FIG. 1 is a perspective view of the preferred embodiment of the sealed package of this invention.
FIG. 2 is an exploded perspective view of the preferred embodiment of the package of this invention.
FIG. 3 is a sectional view taken along line 3--3 of FIG. 1.
FIG. 4 is a sectional view of a second embodiment of a web of the package of this invention.
With reference to FIGS. 1, 2, and 3, the package 10 of this invention is formed from first and second coextensive webs 12 and 14. Although webs 12 and 14 are shown as two distinct coextensive webs, it is within the scope of this invention that webs 12 and 14 be formed of a single web having two symmetrical halves, whereby the package can be formed by folding one half of the web over the other half of the web and then sealing the one half to the other half. The webs are preferably rectangular in shape. However, other shapes, e.g. circular, polygonal, can be used.
Each web of the preferred embodiment comprises an outer layer 16 and 18 made of a polymeric, e.g. thermoformable, material. The material of the outer layer can serve to provide rigidity to the package. Materials that are suitable for forming layers 16 and 18 include polyvinyl chlorides, polystyrenes, polycarbonates, ethylene vinyl acetate, cellulosics, e.g. cellulose acetate, cellulose propionate, cellulose butyrate.

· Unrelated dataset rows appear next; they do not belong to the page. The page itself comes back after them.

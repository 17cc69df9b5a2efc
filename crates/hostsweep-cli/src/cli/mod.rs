//! CLI argument parsing and command dispatch.

pub mod args;
pub mod commands;

use anyhow::Result;
use args::{Cli, Commands};
use clap::Parser;
use tracing_subscriber::EnvFilter;

use crate::config::Config;
use crate::output::OutputFormat;

/// Run the CLI application.
pub async fn run() -> Result<()> {
    let cli = Cli::parse();

    init_tracing(cli.verbose);
    if cli.no_color {
        colored::control::set_override(false);
    }

    // Load configuration
    let config = Config::load(cli.config.as_deref())?;

    // Determine output format
    let output_format = cli
        .output
        .or(config.output_format)
        .unwrap_or(OutputFormat::Pretty);

    // Create context for commands
    let ctx = commands::Context {
        config,
        config_path: cli.config,
        output_format,
        verbose: cli.verbose,
    };

    // Dispatch to appropriate command
    match cli.command {
        Commands::Tools(args) => commands::tools::execute(ctx, args).await,
        Commands::Setup(args) => commands::setup::execute(ctx, args).await,
        Commands::Run(args) => commands::run::execute(ctx, args).await,
        Commands::Sysmon(args) => commands::sysmon::execute(ctx, args).await,
        Commands::Config(args) => commands::config::execute(ctx, args),
    }
}

/// Log to stderr; `RUST_LOG` wins over `--verbose`
fn init_tracing(verbose: bool) {
    let default = if verbose { "debug" } else { "warn" };
    let filter = EnvFilter::try_from_default_env().unwrap_or_else(|_| EnvFilter::new(default));

    let _ = tracing_subscriber::fmt()
        .with_env_filter(filter)
        .with_writer(std::io::stderr)
        .with_target(false)
        .try_init();
}
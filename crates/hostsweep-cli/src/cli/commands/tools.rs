//! `hostsweep tools` - tool registry inspection.

use anyhow::Result;
use colored::Colorize;
use hostsweep::{install_hint, ToolAvailability, ToolInfo};
use serde::Serialize;
use tabled::{settings::Style, Table, Tabled};

use super::Context;
use crate::cli::args::{ToolsArgs, ToolsCommands};
use crate::output::{print_structured, truncate, write_csv, OutputFormat};

#[derive(Tabled, Serialize)]
struct ToolRow {
    #[tabled(rename = "Tool")]
    name: String,
    #[tabled(rename = "Name")]
    display_name: String,
    #[tabled(rename = "Installed")]
    installed: String,
    #[tabled(rename = "Install")]
    install_method: String,
    #[tabled(rename = "Admin")]
    admin: String,
    #[tabled(rename = "Path")]
    path: String,
}

#[derive(Serialize)]
struct Verification<'a> {
    tool: &'a str,
    installed: bool,
    pinned: bool,
    verified: bool,
}

pub async fn execute(ctx: Context, args: ToolsArgs) -> Result<()> {
    match args.command {
        ToolsCommands::List => list_tools(&ctx),
        ToolsCommands::Check { name } => check_tool(&ctx, &name),
        ToolsCommands::Verify { name } => verify_tool(&ctx, &name).await,
    }
}

fn list_tools(ctx: &Context) -> Result<()> {
    let availability = ToolAvailability::collect(&ctx.tool_manager());
    if print_structured(ctx.output_format, &availability)? {
        return Ok(());
    }

    let pretty = ctx.output_format == OutputFormat::Pretty;
    let rows: Vec<ToolRow> = availability
        .tools
        .iter()
        .map(|(name, t)| {
            let path = t
                .path
                .as_ref()
                .map(|p| p.display().to_string())
                .unwrap_or_default();
            ToolRow {
                name: name.clone(),
                display_name: t.display_name.clone(),
                installed: match (t.installed, pretty) {
                    (true, true) => "yes".green().to_string(),
                    (false, true) => "no".red().to_string(),
                    (installed, false) => installed.to_string(),
                },
                install_method: t.install_method.to_string(),
                admin: if t.requires_elevated_privileges { "yes" } else { "" }.to_string(),
                path: if pretty { truncate(&path, 60) } else { path },
            }
        })
        .collect();

    if !pretty {
        return write_csv(std::io::stdout().lock(), &rows);
    }

    println!("{}", Table::new(&rows).with(Style::rounded()));
    println!();
    println!(
        "{}",
        format!(
            "{} of {} tools installed",
            availability.installed_count, availability.total_count
        )
        .dimmed()
    );

    if availability.installed_count < availability.total_count {
        println!("{}", "Tip: run `hostsweep setup` to download missing tools".dimmed());
    }
    Ok(())
}

fn check_tool(ctx: &Context, name: &str) -> Result<()> {
    let info = ctx.tool_manager().check_tool(name)?;
    if print_structured(ctx.output_format, &info)? {
        return Ok(());
    }
    if ctx.output_format == OutputFormat::Csv {
        return write_csv(std::io::stdout().lock(), &[&info]);
    }

    print_tool(&info);
    Ok(())
}

fn print_tool(info: &ToolInfo) {
    let state = if info.installed {
        "installed".green().bold()
    } else {
        "not installed".red().bold()
    };
    println!("{} ({}) {}", info.display_name.bold(), info.name, state);
    println!("  {} {}", "Executable:".bold(), info.exe_name);
    if let Some(path) = &info.path {
        println!("  {} {}", "Path:".bold(), path.display());
    }
    println!("  {} {}", "Install:".bold(), info.install_method);
    if let Some(repo) = &info.source_repo {
        println!("  {} {}", "Source:".bold(), repo);
    }
    if !info.license.is_empty() {
        println!("  {} {}", "License:".bold(), info.license);
    }
    if info.requires_elevated_privileges {
        println!("  {}", "Requires administrator rights".yellow());
    }
    if !info.installed {
        println!();
        println!("{}", install_hint(info).dimmed());
    }
}

async fn verify_tool(ctx: &Context, name: &str) -> Result<()> {
    let tools = ctx.tool_manager();
    let info = tools.check_tool(name)?;
    let verified = tools.verify_tool_integrity(name).await?;

    let report = Verification {
        tool: name,
        installed: info.installed,
        pinned: info.expected_hash.is_some(),
        verified,
    };

    if !print_structured(ctx.output_format, &report)? {
        if ctx.output_format == OutputFormat::Csv {
            write_csv(std::io::stdout().lock(), &[&report])?;
        } else if !info.installed {
            println!("{} {} is not installed", "Error:".red().bold(), info.display_name);
        } else if !report.pinned {
            println!("{} no hash pinned for {}", "Note:".yellow().bold(), name);
        } else if verified {
            println!("{} {} matches its pinned SHA-256", "OK:".green().bold(), name);
        } else {
            println!("{} {} does not match its pinned SHA-256", "MISMATCH:".red().bold(), name);
        }
    }

    if verified {
        Ok(())
    } else {
        anyhow::bail!("integrity check failed for {name}")
    }
}
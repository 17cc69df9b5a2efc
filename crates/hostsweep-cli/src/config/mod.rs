//! Configuration management.

use anyhow::{Context as _, Result};
use directories::ProjectDirs;
use hostsweep::SweepConfig;
use serde::{Deserialize, Serialize};
use std::path::{Path, PathBuf};

use crate::output::OutputFormat;

/// CLI configuration.
///
/// Tool and output settings sit at the top level of `config.toml`:
///
/// ```toml
/// output_format = "pretty"
/// tools_dir = "./tools"
/// output_dir = "./data/security/scans"
///
/// [tools.hayabusa]
/// min_level = "high"
/// ```
#[derive(Debug, Clone, Default, PartialEq, Eq, Serialize, Deserialize)]
pub struct Config {
    /// Default output format.
    #[serde(default, skip_serializing_if = "Option::is_none")]
    pub output_format: Option<OutputFormat>,

    #[serde(flatten)]
    pub sweep: SweepConfig,
}

impl Config {
    /// Get the default config file path.
    pub fn path() -> Result<PathBuf> {
        let dirs = ProjectDirs::from("dev", "hostsweep", "hostsweep")
            .ok_or_else(|| anyhow::anyhow!("Could not determine config directory"))?;

        Ok(dirs.config_dir().join("config.toml"))
    }

    /// Load `path`, or the default file. A missing default file yields the
    /// defaults; a missing explicit file is an error.
    pub fn load(path: Option<&Path>) -> Result<Self> {
        match path {
            Some(path) => Self::load_from(path),
            None => {
                let path = Self::path()?;
                if !path.exists() {
                    return Ok(Self::default());
                }
                Self::load_from(&path)
            }
        }
    }

    /// Load configuration from a file.
    pub fn load_from(path: &Path) -> Result<Self> {
        let content = std::fs::read_to_string(path)
            .with_context(|| format!("Failed to read config file {}", path.display()))?;
        let config: Self = toml::from_str(&content)
            .with_context(|| format!("Invalid config file {}", path.display()))?;

        Ok(config)
    }
}
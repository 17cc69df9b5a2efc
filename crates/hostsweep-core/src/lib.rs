//! Core types and errors for the hostsweep scan orchestrator.
//!
//! This crate provides the foundational types shared by every hostsweep crate:
//!
//! - **Types**: tool metadata, scan requests, normalized findings, and
//!   per-step / per-pipeline results
//! - **Errors**: one error taxonomy, [`SweepError`], for the whole workspace
//!
//! # Example
//!
//! ```rust,ignore
//! use hostsweep_core::{Finding, ScanResult, Severity};
//!
//! fn worst(result: &ScanResult) -> Option<Severity> {
//!     result.findings.iter().map(|f| f.severity).max()
//! }
//! ```

#![doc(html_root_url = "https://docs.rs/hostsweep-core/0.3.0")]

mod error;
pub mod types;

pub use error::{Result, SweepError};
pub use types::*;
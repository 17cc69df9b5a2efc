//! Adapters for each supported tool.

mod chainsaw;
mod clamav;
mod hayabusa;
mod hollows_hunter;
mod sysinternals;
mod yara;

pub use chainsaw::ChainsawScanner;
pub use clamav::ClamAvScanner;
pub use hayabusa::HayabusaScanner;
pub use hollows_hunter::HollowsHunterScanner;
pub use sysinternals::{AutorunscScanner, ListDllsScanner, SigcheckScanner};
pub use yara::YaraScanner;

use std::sync::Arc;

use hostsweep_core::{Result, ScanConfig, SweepError, TargetKind};
use hostsweep_tools::SweepConfig;

use crate::Scanner;

/// The eight built-in scanners, configured from per-tool overrides
#[must_use]
pub fn default_scanners(config: &SweepConfig) -> Vec<Arc<dyn Scanner>> {
    vec![
        Arc::new(ClamAvScanner::from_override(&config.tool("clamav"))),
        Arc::new(HollowsHunterScanner),
        Arc::new(YaraScanner::from_override(&config.tool("yara_x"))),
        Arc::new(HayabusaScanner::from_override(&config.tool("hayabusa"))),
        Arc::new(ChainsawScanner::from_override(&config.tool("chainsaw"))),
        Arc::new(AutorunscScanner),
        Arc::new(SigcheckScanner::from_override(&config.tool("sigcheck"))),
        Arc::new(ListDllsScanner),
    ]
}

/// Non-empty target value
fn required_target(config: &ScanConfig) -> Result<&str> {
    let value = config.target.value.trim();
    if value.is_empty() {
        return Err(SweepError::CommandBuild(format!(
            "{} requires a target path",
            config.tool_name
        )));
    }
    Ok(value)
}

/// Numeric PID of a process target, `None` for other kinds
fn target_pid(config: &ScanConfig) -> Result<Option<u32>> {
    if config.target.kind != TargetKind::Process {
        return Ok(None);
    }
    config
        .target
        .value
        .trim()
        .parse::<u32>()
        .map(Some)
        .map_err(|_| {
            SweepError::CommandBuild(format!("invalid PID '{}'", config.target.value))
        })
}
//! Shared parsing helpers for tool output formats.

use serde::Serialize;
use serde_json::Value;
use std::collections::{BTreeMap, BTreeSet};
use std::path::Path;
use tracing::warn;

use hostsweep_core::{Result, Severity, SweepError};

/// One CSV record keyed by header name
pub type CsvRow = BTreeMap<String, String>;

/// Decode captured tool output.
///
/// UTF-16LE with a byte-order mark (what several Windows tools emit when
/// redirected) is decoded as such; everything else is lossy UTF-8 with any
/// UTF-8 BOM removed.
#[must_use]
pub fn decode_text(bytes: &[u8]) -> String {
    if let Some(rest) = bytes.strip_prefix(&[0xFF, 0xFE]) {
        let units: Vec<u16> = rest
            .chunks_exact(2)
            .map(|pair| u16::from_le_bytes([pair[0], pair[1]]))
            .collect();
        return String::from_utf16_lossy(&units);
    }
    let bytes = bytes.strip_prefix(&[0xEF, 0xBB, 0xBF]).unwrap_or(bytes);
    String::from_utf8_lossy(bytes).into_owned()
}

/// Read a text file with [`decode_text`]
pub fn read_text_file(path: &Path) -> Result<String> {
    let bytes = std::fs::read(path).map_err(|e| SweepError::io(path, e))?;
    Ok(decode_text(&bytes))
}

/// Parse comma-separated text with a header row
pub fn parse_csv(text: &str) -> Result<Vec<CsvRow>> {
    parse_csv_with(text, b',')
}

/// Parse delimited text with a header row. Short rows are accepted; missing
/// trailing fields are simply absent from the map.
pub fn parse_csv_with(text: &str, delimiter: u8) -> Result<Vec<CsvRow>> {
    let text = text.trim_start_matches('\u{feff}');
    let mut reader = csv::ReaderBuilder::new()
        .delimiter(delimiter)
        .flexible(true)
        .trim(csv::Trim::All)
        .from_reader(text.as_bytes());

    let headers = reader
        .headers()
        .map_err(|e| SweepError::Csv(e.to_string()))?
        .clone();

    let mut rows = Vec::new();
    for record in reader.records() {
        let record = record.map_err(|e| SweepError::Csv(e.to_string()))?;
        let row: CsvRow = headers
            .iter()
            .zip(record.iter())
            .map(|(k, v)| (k.to_string(), v.to_string()))
            .collect();
        rows.push(row);
    }
    Ok(rows)
}

/// First non-empty value among `keys`, or `""`
#[must_use]
pub fn row_value<'a>(row: &'a CsvRow, keys: &[&str]) -> &'a str {
    keys.iter()
        .filter_map(|k| row.get(*k))
        .map(String::as_str)
        .find(|v| !v.is_empty())
        .unwrap_or("")
}

/// Parse a JSON file
pub fn parse_json_file(path: &Path) -> Result<Value> {
    parse_json_str(&read_text_file(path)?)
}

/// Parse a JSON document
pub fn parse_json_str(text: &str) -> Result<Value> {
    serde_json::from_str(text).map_err(SweepError::Json)
}

/// First JSON array or object embedded in `text`, skipping leading banner
/// output and ignoring anything after the document
#[must_use]
pub fn first_json_document(text: &str) -> Option<Value> {
    text.char_indices()
        .filter(|(_, c)| matches!(c, '[' | '{'))
        .find_map(|(idx, _)| {
            serde_json::Deserializer::from_str(&text[idx..])
                .into_iter::<Value>()
                .next()
                .and_then(std::result::Result::ok)
        })
}

/// Every line of `text` that parses as a JSON value
#[must_use]
pub fn parse_json_lines(text: &str) -> Vec<Value> {
    text.lines()
        .map(str::trim)
        .filter(|l| !l.is_empty())
        .filter_map(|l| serde_json::from_str(l).ok())
        .collect()
}

/// One `clamscan` detection
#[derive(Debug, Clone, PartialEq, Eq, Serialize)]
pub struct ClamDetection {
    pub file: String,
    pub signature: String,
}

/// Parsed `clamscan` output
#[derive(Debug, Clone, Default, PartialEq, Eq)]
pub struct ClamScanLog {
    pub detections: Vec<ClamDetection>,
    pub summary: BTreeMap<String, String>,
}

/// Parse `clamscan` output: `<path>: <signature> FOUND` lines and the
/// key/value block after `SCAN SUMMARY`
#[must_use]
pub fn parse_clamscan_log(text: &str) -> ClamScanLog {
    let mut log = ClamScanLog::default();
    let mut in_summary = false;

    for line in text.lines().map(str::trim).filter(|l| !l.is_empty()) {
        if let Some(body) = line.strip_suffix("FOUND") {
            if let Some((file, signature)) = body.rsplit_once(':') {
                log.detections.push(ClamDetection {
                    file: file.trim().to_string(),
                    signature: signature.trim().to_string(),
                });
            }
            continue;
        }
        if line.contains("SCAN SUMMARY") {
            in_summary = true;
            continue;
        }
        if in_summary {
            if let Some((key, value)) = line.split_once(':') {
                log.summary
                    .insert(key.trim().to_string(), value.trim().to_string());
            }
        }
    }

    log
}

/// Anomaly counters reported by HollowsHunter, in report order
pub const HOLLOWS_HUNTER_COUNTERS: [&str; 7] = [
    "replaced",
    "implanted",
    "hdr_modified",
    "patched",
    "iat_hooked",
    "unreachable_file",
    "other",
];

/// Suspicious process from a HollowsHunter report
#[derive(Debug, Clone, PartialEq, Eq, Serialize)]
pub struct ProcessReport {
    pub pid: String,
    pub name: String,
    /// Non-zero anomaly counters
    pub counters: BTreeMap<String, u64>,
}

impl ProcessReport {
    fn from_json(pid: String, name: String, data: &Value) -> Option<Self> {
        let counters: BTreeMap<String, u64> = HOLLOWS_HUNTER_COUNTERS
            .iter()
            .filter_map(|k| {
                let n = data.get(*k).and_then(Value::as_u64).unwrap_or(0);
                (n > 0).then(|| ((*k).to_string(), n))
            })
            .collect();
        (!counters.is_empty()).then_some(Self { pid, name, counters })
    }

    /// Count for `counter`, 0 when absent
    #[must_use]
    pub fn count(&self, counter: &str) -> u64 {
        self.counters.get(counter).copied().unwrap_or(0)
    }

    /// Sum of all counters
    #[must_use]
    pub fn total(&self) -> u64 {
        self.counters.values().sum()
    }
}

/// Parse a HollowsHunter output directory.
///
/// Reads `scan_report.json` (a `scanned` map keyed by PID, or a list of
/// entries carrying `pid`) and the per-PID subdirectory reports. Processes
/// are reported once, the summary entry taking precedence.
pub fn parse_hollows_hunter_report(report_dir: &Path) -> Result<Vec<ProcessReport>> {
    let mut reports = Vec::new();
    let mut seen = BTreeSet::new();

    let top = report_dir.join("scan_report.json");
    if top.is_file() {
        match parse_json_file(&top) {
            Ok(data) => collect_summary(&data, &mut reports, &mut seen),
            Err(e) => warn!(path = %top.display(), error = %e, "Unreadable summary report, using process reports only"),
        }
    }

    let mut subdirs: Vec<_> = std::fs::read_dir(report_dir)
        .map_err(|e| SweepError::io(report_dir, e))?
        .filter_map(std::result::Result::ok)
        .map(|e| e.path())
        .filter(|p| p.is_dir())
        .collect();
    subdirs.sort();

    for dir in subdirs {
        let Some(pid) = dir.file_name().and_then(|n| n.to_str()).map(String::from) else {
            continue;
        };
        if pid.is_empty() || !pid.bytes().all(|b| b.is_ascii_digit()) || seen.contains(&pid) {
            continue;
        }
        let report = dir.join("scan_report.json");
        if !report.is_file() {
            continue;
        }
        match parse_json_file(&report) {
            Ok(data) => {
                let name = data
                    .get("main_image_path")
                    .and_then(Value::as_str)
                    .unwrap_or("unknown")
                    .to_string();
                if let Some(r) = ProcessReport::from_json(pid.clone(), name, &data) {
                    seen.insert(pid);
                    reports.push(r);
                }
            }
            Err(e) => warn!(path = %report.display(), error = %e, "Skipping unreadable process report"),
        }
    }

    Ok(reports)
}

fn collect_summary(data: &Value, reports: &mut Vec<ProcessReport>, seen: &mut BTreeSet<String>) {
    let entries: Vec<(String, &Value)> = match data.get("scanned") {
        Some(Value::Object(map)) => map.iter().map(|(pid, v)| (pid.clone(), v)).collect(),
        Some(Value::Array(list)) => list
            .iter()
            .filter_map(|v| json_scalar(v.get("pid")?).map(|pid| (pid, v)))
            .collect(),
        _ => Vec::new(),
    };
    for (pid, info) in entries {
        let name = info
            .get("name")
            .and_then(Value::as_str)
            .unwrap_or("unknown")
            .to_string();
        if let Some(report) = ProcessReport::from_json(pid.clone(), name, info) {
            seen.insert(pid);
            reports.push(report);
        }
    }
}

fn json_scalar(v: &Value) -> Option<String> {
    match v {
        Value::String(s) => Some(s.clone()),
        Value::Number(n) => Some(n.to_string()),
        _ => None,
    }
}

/// Map a Hayabusa level (`crit`, `high`, `med`, `low`, `info`, long forms
/// included) to a severity. Unknown levels are informational.
#[must_use]
pub fn severity_from_hayabusa_level(level: &str) -> Severity {
    match level.trim().to_ascii_lowercase().as_str() {
        "critical" | "crit" => Severity::Critical,
        "high" => Severity::High,
        "medium" | "med" => Severity::Medium,
        "low" => Severity::Low,
        _ => Severity::Info,
    }
}

/// Map a Sigma rule level to a severity. Unknown levels are informational.
#[must_use]
pub fn severity_from_sigma_level(level: &str) -> Severity {
    match level.trim().to_ascii_lowercase().as_str() {
        "critical" => Severity::Critical,
        "high" => Severity::High,
        "medium" => Severity::Medium,
        "low" => Severity::Low,
        _ => Severity::Info,
    }
}

#[cfg(test)]
mod tests {
    use super::*;
    use std::fs;

    #[test]
    fn test_clamscan_log() {
        let text = "\
/home/u/eicar.com: Win.Test.EICAR_HDB-1 FOUND
C:\\Users\\u\\dl\\bad.exe: Win.Trojan.Agent-123 FOUND
/home/u/clean.txt: OK

----------- SCAN SUMMARY -----------
Known viruses: 8695218
Scanned files: 3
Infected files: 2
Time: 1.234 sec (0 m 1 s)
";
        let log = parse_clamscan_log(text);
        assert_eq!(log.detections.len(), 2);
        assert_eq!(log.detections[0].file, "/home/u/eicar.com");
        assert_eq!(log.detections[0].signature, "Win.Test.EICAR_HDB-1");
        assert_eq!(log.detections[1].file, "C:\\Users\\u\\dl\\bad.exe");
        assert_eq!(log.summary.get("Infected files").map(String::as_str), Some("2"));
        assert_eq!(log.summary.get("Time").map(String::as_str), Some("1.234 sec (0 m 1 s)"));
    }

    #[test]
    fn test_csv_rows() {
        let text = "\u{feff}Path,Verified,Publisher\n\"C:\\a b\\x.exe\",Unsigned,n/a\nC:\\y.exe,Signed\n";
        let rows = parse_csv(text).unwrap();
        assert_eq!(rows.len(), 2);
        assert_eq!(rows[0]["Path"], "C:\\a b\\x.exe");
        assert_eq!(rows[0]["Verified"], "Unsigned");
        assert!(!rows[1].contains_key("Publisher"));
        assert_eq!(row_value(&rows[1], &["Publisher", "Verified"]), "Signed");
        assert_eq!(row_value(&rows[1], &["Nope"]), "");
    }

    #[test]
    fn test_decode_utf16() {
        let mut bytes = vec![0xFF, 0xFE];
        for unit in "Entry,Verified".encode_utf16() {
            bytes.extend_from_slice(&unit.to_le_bytes());
        }
        assert_eq!(decode_text(&bytes), "Entry,Verified");
        assert_eq!(decode_text(b"\xEF\xBB\xBFplain"), "plain");
    }

    #[test]
    fn test_first_json_document_skips_banner() {
        let text = "Chainsaw v2 banner\n[+] Loading\n[{\"name\":\"x\"}]\ntrailing noise";
        let value = first_json_document(text).unwrap();
        assert_eq!(value[0]["name"], "x");
        assert!(first_json_document("no json here").is_none());
    }

    #[test]
    fn test_json_lines() {
        let values = parse_json_lines("{\"a\":1}\nnot json\n\n{\"a\":2}\n");
        assert_eq!(values.len(), 2);
    }

    #[test]
    fn test_hollows_hunter_report_dedupes_by_pid() {
        let dir = tempfile::tempdir().unwrap();
        fs::write(
            dir.path().join("scan_report.json"),
            r#"{"scanned": {
                "1234": {"name": "evil.exe", "replaced": 2, "implanted": 1, "hdr_modified": 0},
                "42": {"name": "clean.exe", "replaced": 0}
            }}"#,
        )
        .unwrap();

        let dup = dir.path().join("1234");
        fs::create_dir(&dup).unwrap();
        fs::write(dup.join("scan_report.json"), r#"{"main_image_path": "C:\\evil.exe", "replaced": 5}"#)
            .unwrap();

        let extra = dir.path().join("777");
        fs::create_dir(&extra).unwrap();
        fs::write(
            extra.join("scan_report.json"),
            r#"{"main_image_path": "C:\\svc.exe", "patched": 3}"#,
        )
        .unwrap();

        fs::create_dir(dir.path().join("notapid")).unwrap();

        let reports = parse_hollows_hunter_report(dir.path()).unwrap();
        assert_eq!(reports.len(), 2);
        assert_eq!(reports[0].pid, "1234");
        assert_eq!(reports[0].count("replaced"), 2);
        assert_eq!(reports[0].count("implanted"), 1);
        assert_eq!(reports[0].total(), 3);
        assert_eq!(reports[1].pid, "777");
        assert_eq!(reports[1].name, "C:\\svc.exe");
    }

    #[test]
    fn test_hollows_hunter_malformed_summary_keeps_process_reports() {
        let dir = tempfile::tempdir().unwrap();
        fs::write(dir.path().join("scan_report.json"), "{ truncated").unwrap();
        let proc_dir = dir.path().join("777");
        fs::create_dir(&proc_dir).unwrap();
        fs::write(
            proc_dir.join("scan_report.json"),
            r#"{"main_image_path": "C:\\svc.exe", "replaced": 3}"#,
        )
        .unwrap();

        let reports = parse_hollows_hunter_report(dir.path()).unwrap();
        assert_eq!(reports.len(), 1);
        assert_eq!(reports[0].pid, "777");
        assert_eq!(reports[0].count("replaced"), 3);
    }

    #[test]
    fn test_severity_vocabularies() {
        assert_eq!(severity_from_hayabusa_level("CRIT"), Severity::Critical);
        assert_eq!(severity_from_hayabusa_level(" med "), Severity::Medium);
        assert_eq!(severity_from_hayabusa_level("informational"), Severity::Info);
        assert_eq!(severity_from_hayabusa_level("bogus"), Severity::Info);
        assert_eq!(severity_from_sigma_level("High"), Severity::High);
        assert_eq!(severity_from_sigma_level("crit"), Severity::Info);
        assert_eq!(severity_from_sigma_level("med"), Severity::Info);
        assert_eq!(severity_from_sigma_level(""), Severity::Info);
    }
}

Representative examples of commercially available materials suitable for the outer layer include "Geon" polyvinyl chloride, available from The B. F. Goodrich Co. and "US 1002" polyvinyl chloride, available from American Hoechst Corp. The thickness of layers 16 and 18 can vary, with typical thicknesses ranging from about two mils to about ten mils. Layers 16 and 18 are transparent to whatever type of radiation is used for preparing the image of the random pattern for detection of tampering.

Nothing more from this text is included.